Material provided below:

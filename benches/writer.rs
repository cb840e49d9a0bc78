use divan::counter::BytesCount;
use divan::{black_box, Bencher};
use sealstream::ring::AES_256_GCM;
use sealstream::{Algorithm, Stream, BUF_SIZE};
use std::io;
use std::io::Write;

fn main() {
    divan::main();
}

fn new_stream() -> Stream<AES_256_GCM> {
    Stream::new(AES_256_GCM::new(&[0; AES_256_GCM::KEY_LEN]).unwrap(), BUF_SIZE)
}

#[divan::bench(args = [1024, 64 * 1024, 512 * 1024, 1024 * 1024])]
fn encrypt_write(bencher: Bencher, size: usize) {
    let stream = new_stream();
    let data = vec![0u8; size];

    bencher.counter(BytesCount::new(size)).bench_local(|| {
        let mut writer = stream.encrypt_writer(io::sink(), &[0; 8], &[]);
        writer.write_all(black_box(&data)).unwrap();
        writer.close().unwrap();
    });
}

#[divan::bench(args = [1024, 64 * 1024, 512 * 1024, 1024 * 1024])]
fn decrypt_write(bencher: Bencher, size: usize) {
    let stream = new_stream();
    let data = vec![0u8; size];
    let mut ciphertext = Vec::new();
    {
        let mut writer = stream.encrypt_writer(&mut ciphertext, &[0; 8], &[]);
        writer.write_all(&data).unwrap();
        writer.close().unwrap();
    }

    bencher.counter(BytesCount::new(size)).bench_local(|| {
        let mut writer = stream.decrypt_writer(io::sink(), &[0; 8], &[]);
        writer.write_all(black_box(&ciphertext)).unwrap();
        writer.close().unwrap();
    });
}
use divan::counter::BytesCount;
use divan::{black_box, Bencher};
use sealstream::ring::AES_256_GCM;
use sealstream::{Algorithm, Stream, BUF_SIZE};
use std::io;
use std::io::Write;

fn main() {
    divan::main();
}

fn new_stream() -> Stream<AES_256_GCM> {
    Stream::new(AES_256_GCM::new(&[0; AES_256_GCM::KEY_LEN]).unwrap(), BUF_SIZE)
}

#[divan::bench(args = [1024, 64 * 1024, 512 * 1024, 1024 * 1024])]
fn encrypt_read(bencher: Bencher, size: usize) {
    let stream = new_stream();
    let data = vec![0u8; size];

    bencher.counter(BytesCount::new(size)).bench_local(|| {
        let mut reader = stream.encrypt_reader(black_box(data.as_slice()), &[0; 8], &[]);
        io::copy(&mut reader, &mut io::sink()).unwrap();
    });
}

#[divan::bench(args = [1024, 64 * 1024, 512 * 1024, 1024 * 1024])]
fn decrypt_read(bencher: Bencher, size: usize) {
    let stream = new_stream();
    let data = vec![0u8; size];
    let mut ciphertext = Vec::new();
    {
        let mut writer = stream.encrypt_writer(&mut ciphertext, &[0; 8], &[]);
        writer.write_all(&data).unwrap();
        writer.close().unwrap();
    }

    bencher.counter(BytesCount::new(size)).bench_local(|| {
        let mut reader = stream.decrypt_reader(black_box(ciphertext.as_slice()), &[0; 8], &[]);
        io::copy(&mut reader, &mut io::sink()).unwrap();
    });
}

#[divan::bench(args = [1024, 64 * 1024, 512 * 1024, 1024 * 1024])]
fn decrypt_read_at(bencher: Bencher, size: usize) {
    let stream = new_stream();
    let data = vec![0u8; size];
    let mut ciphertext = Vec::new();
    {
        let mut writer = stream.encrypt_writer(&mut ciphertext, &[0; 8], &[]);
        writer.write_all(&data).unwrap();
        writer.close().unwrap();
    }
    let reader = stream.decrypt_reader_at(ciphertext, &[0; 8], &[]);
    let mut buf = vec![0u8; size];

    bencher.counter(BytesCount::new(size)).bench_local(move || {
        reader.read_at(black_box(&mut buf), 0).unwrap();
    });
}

End of Material provided.

_Exercise requirements:_
The output is every entry, printed exactly as it reads.

_Task output:_
filename benches/writer.rs
repository cb840e49d9a0bc78
use divan::counter::BytesCount;
use divan::{black_box, Bencher};
use sealstream::ring::AES_256_GCM;
use sealstream::{Algorithm, Stream, BUF_SIZE};
use std::io;
use std::io::Write;

fn main() {
    divan::main();
}

fn new_stream() -> Stream<AES_256_GCM> {
    Stream::new(AES_256_GCM::new(&[0; AES_256_GCM::KEY_LEN]).unwrap(), BUF_SIZE)
}

#[divan::bench(args = [1024, 64 * 1024, 512 * 1024, 1024 * 1024])]
fn encrypt_write(bencher: Bencher, size: usize) {
    let stream = new_stream();
    let data = vec![0u8; size];

    bencher.counter(BytesCount::new(size)).bench_local(|| {
        let mut writer = stream.encrypt_writer(io::sink(), &[0; 8], &[]);
        writer.write_all(black_box(&data)).unwrap();
        writer.close().unwrap();
    });
}

#[divan::bench(args = [1024, 64 * 1024, 512 * 1024, 1024 * 1024])]
fn decrypt_write(bencher: Bencher, size: usize) {
    let stream = new_stream();
    let data = vec![0u8; size];
    let mut ciphertext = Vec::new();
    {
        let mut writer = stream.encrypt_writer(&mut ciphertext, &[0; 8], &[]);
        writer.write_all(&data).unwrap();
        writer.close().unwrap();
    }

    bencher.counter(BytesCount::new(size)).bench_local(|| {
        let mut writer = stream.decrypt_writer(io::sink(), &[0; 8], &[]);
        writer.write_all(black_box(&ciphertext)).unwrap();
        writer.close().unwrap();
    });
}
use divan::counter::BytesCount;
use divan::{black_box, Bencher};
use sealstream::ring::AES_256_GCM;
use sealstream::{Algorithm, Stream, BUF_SIZE};
use std::io;
use std::io::Write;

fn main() {
    divan::main();
}

fn new_stream() -> Stream<AES_256_GCM> {
    Stream::new(AES_256_GCM::new(&[0; AES_256_GCM::KEY_LEN]).unwrap(), BUF_SIZE)
}

#[divan::bench(args = [1024, 64 * 1024, 512 * 1024, 1024 * 1024])]
fn encrypt_read(bencher: Bencher, size: usize) {
    let stream = new_stream();
    let data = vec![0u8; size];

    bencher.counter(BytesCount::new(size)).bench_local(|| {
        let mut reader = stream.encrypt_reader(black_box(data.as_slice()), &[0; 8], &[]);
        io::copy(&mut reader, &mut io::sink()).unwrap();
    });
}

#[divan::bench(args = [1024, 64 * 1024, 512 * 1024, 1024 * 1024])]
fn decrypt_read(bencher: Bencher, size: usize) {
    let stream = new_stream();
    let data = vec![0u8; size];
    let mut ciphertext = Vec::new();
    {
        let mut writer = stream.encrypt_writer(&mut ciphertext, &[0; 8], &[]);
        writer.write_all(&data).unwrap();
        writer.close().unwrap();
    }

    bencher.counter(BytesCount::new(size)).bench_local(|| {
        let mut reader = stream.decrypt_reader(black_box(ciphertext.as_slice()), &[0; 8], &[]);
        io::copy(&mut reader, &mut io::sink()).unwrap();
    });
}

#[divan::bench(args = [1024, 64 * 1024, 512 * 1024, 1024 * 1024])]
fn decrypt_read_at(bencher: Bencher, size: usize) {
    let stream = new_stream();
    let data = vec![0u8; size];
    let mut ciphertext = Vec::new();
    {
        let mut writer = stream.encrypt_writer(&mut ciphertext, &[0; 8], &[]);
        writer.write_all(&data).unwrap();
        writer.close().unwrap();
    }
    let reader = stream.decrypt_reader_at(ciphertext, &[0; 8], &[]);
    let mut buf = vec![0u8; size];

    bencher.counter(BytesCount::new(size)).bench_local(move || {
        reader.read_at(black_box(&mut buf), 0).unwrap();
    });
}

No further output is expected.